First-Line Treatment of ALK-Positive Anaplastic Large Cell Lymphoma
Anaplastic large cell lymphoma (ALCL) that is anaplastic lymphoma kinase (ALK)-positive is a biologically distinct subtype. Its first-line management is shaped by disease stage, bulk, and pre-therapeutic risk stratification.
Clinical Scenario
This protocol applies to patients with anaplastic large cell lymphoma confirmed to be ALK-positive, receiving first-line systemic therapy. Risk profile, stage, and disease bulk determine which treatment pathway is appropriate.
Treatment Approach
First-line management centres on chemotherapy — with regimens such as BV-CHP or CHOEP — and consolidation strategies whose scope and nature are guided by individual disease characteristics.
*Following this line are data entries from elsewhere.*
use std::collections::HashMap;
use std::sync::{PoisonError, RwLock};

use async_trait::async_trait;
use chrono::Utc;
use litepost_core::{Collection, Environment, Request, Response};

use crate::store::{Storage, StoreError};

/// Process-local store. Nothing survives a restart.
#[derive(Debug, Default)]
pub struct MemoryStore {
    inner: RwLock<Maps>,
}

#[derive(Debug, Default)]
struct Maps {
    requests: HashMap<String, Request>,
    responses: HashMap<String, Response>,
    collections: HashMap<String, Collection>,
    environments: HashMap<String, Environment>,
}

impl MemoryStore {
    pub fn new() -> Self {
        Self::default()
    }

    fn read<T>(&self, f: impl FnOnce(&Maps) -> T) -> T {
        let guard = self.inner.read().unwrap_or_else(PoisonError::into_inner);
        f(&guard)
    }

    fn write<T>(&self, f: impl FnOnce(&mut Maps) -> T) -> T {
        let mut guard = self.inner.write().unwrap_or_else(PoisonError::into_inner);
        f(&mut guard)
    }
}

#[async_trait]
impl Storage for MemoryStore {
    async fn save_request(&self, mut request: Request) -> Result<Request, StoreError> {
        request.updated_at = Utc::now();
        self.write(|m| m.requests.insert(request.id.clone(), request.clone()));
        Ok(request)
    }

    async fn get_request(&self, id: &str) -> Result<Option<Request>, StoreError> {
        Ok(self.read(|m| m.requests.get(id).cloned()))
    }

    async fn list_requests(&self) -> Result<Vec<Request>, StoreError> {
        let mut out: Vec<Request> = self.read(|m| m.requests.values().cloned().collect());
        out.sort_by(|a, b| a.created_at.cmp(&b.created_at).then_with(|| a.id.cmp(&b.id)));
        Ok(out)
    }

    async fn delete_request(&self, id: &str) -> Result<(), StoreError> {
        self.write(|m| m.requests.remove(id));
        Ok(())
    }

    async fn save_response(&self, response: &Response) -> Result<(), StoreError> {
        self.write(|m| {
            if m.responses.contains_key(&response.id) {
                return Err(StoreError::DuplicateResponse(response.id.clone()));
            }
            m.responses.insert(response.id.clone(), response.clone());
            Ok(())
        })
    }

    async fn responses_for_request(&self, request_id: &str) -> Result<Vec<Response>, StoreError> {
        let mut out: Vec<Response> = self.read(|m| {
            m.responses
                .values()
                .filter(|r| r.request_id == request_id)
                .cloned()
                .collect()
        });
        out.sort_by(|a, b| b.created_at.cmp(&a.created_at).then_with(|| b.id.cmp(&a.id)));
        Ok(out)
    }

    async fn save_collection(&self, mut collection: Collection) -> Result<Collection, StoreError> {
        collection.updated_at = Utc::now();
        self.write(|m| m.collections.insert(collection.id.clone(), collection.clone()));
        Ok(collection)
    }

    async fn get_collection(&self, id: &str) -> Result<Option<Collection>, StoreError> {
        Ok(self.read(|m| m.collections.get(id).cloned()))
    }

    async fn list_collections(&self) -> Result<Vec<Collection>, StoreError> {
        let mut out: Vec<Collection> = self.read(|m| m.collections.values().cloned().collect());
        out.sort_by(|a, b| a.created_at.cmp(&b.created_at).then_with(|| a.id.cmp(&b.id)));
        Ok(out)
    }

    async fn delete_collection(&self, id: &str) -> Result<(), StoreError> {
        self.write(|m| m.collections.remove(id));
        Ok(())
    }

    async fn save_environment(&self, mut environment: Environment) -> Result<Environment, StoreError> {
        environment.updated_at = Utc::now();
        self.write(|m| m.environments.insert(environment.id.clone(), environment.clone()));
        Ok(environment)
    }

    async fn get_environment(&self, id: &str) -> Result<Option<Environment>, StoreError> {
        Ok(self.read(|m| m.environments.get(id).cloned()))
    }

    async fn list_environments(&self) -> Result<Vec<Environment>, StoreError> {
        let mut out: Vec<Environment> = self.read(|m| m.environments.values().cloned().collect());
        out.sort_by(|a, b| a.id.cmp(&b.id));
        Ok(out)
    }

    async fn delete_environment(&self, id: &str) -> Result<(), StoreError> {
        self.write(|m| m.environments.remove(id));
        Ok(())
    }
}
Full regimen selection, cycle details, consolidation criteria, and risk-adapted sequencing are in the complete protocol below.
References
- First-line treatment of ALK-positive ALCL:
- In patients with limited-stage, non-bulky disease and a favourable pre-therapeutic risk profile, abbreviated ChT (e.g. three to four cycles of BV-CHP or CHOEP) [III, B] followed by consolidative ISRT (e.g. 30-40 Gy) in responding patients [IV, B] can be recommended.
- All other ChT-eligible patients should be offered six cycles of BV-CHP [I, A].
- Six cycles of CHO(E)P is an alternative for patients with stage I-II high-risk (bulky disease, IPI ≥2 or age >40 years) or advanced-stage disease [III, B].
- Consolidative ISRT can be recommended for patients with stage I-II, high-risk disease after six cycles of BV-CHP or CHO(E)P [IV, B].
- ASCT is generally not recommended for patients with stage III-IV low-risk disease [III, D].
- It can, however, be considered for patients with stage I-IV disease with high-risk features (e.g. IPI 3-4 and/or bulky extranodal disease and/or unconfirmed suspected residual disease activity) [II, B].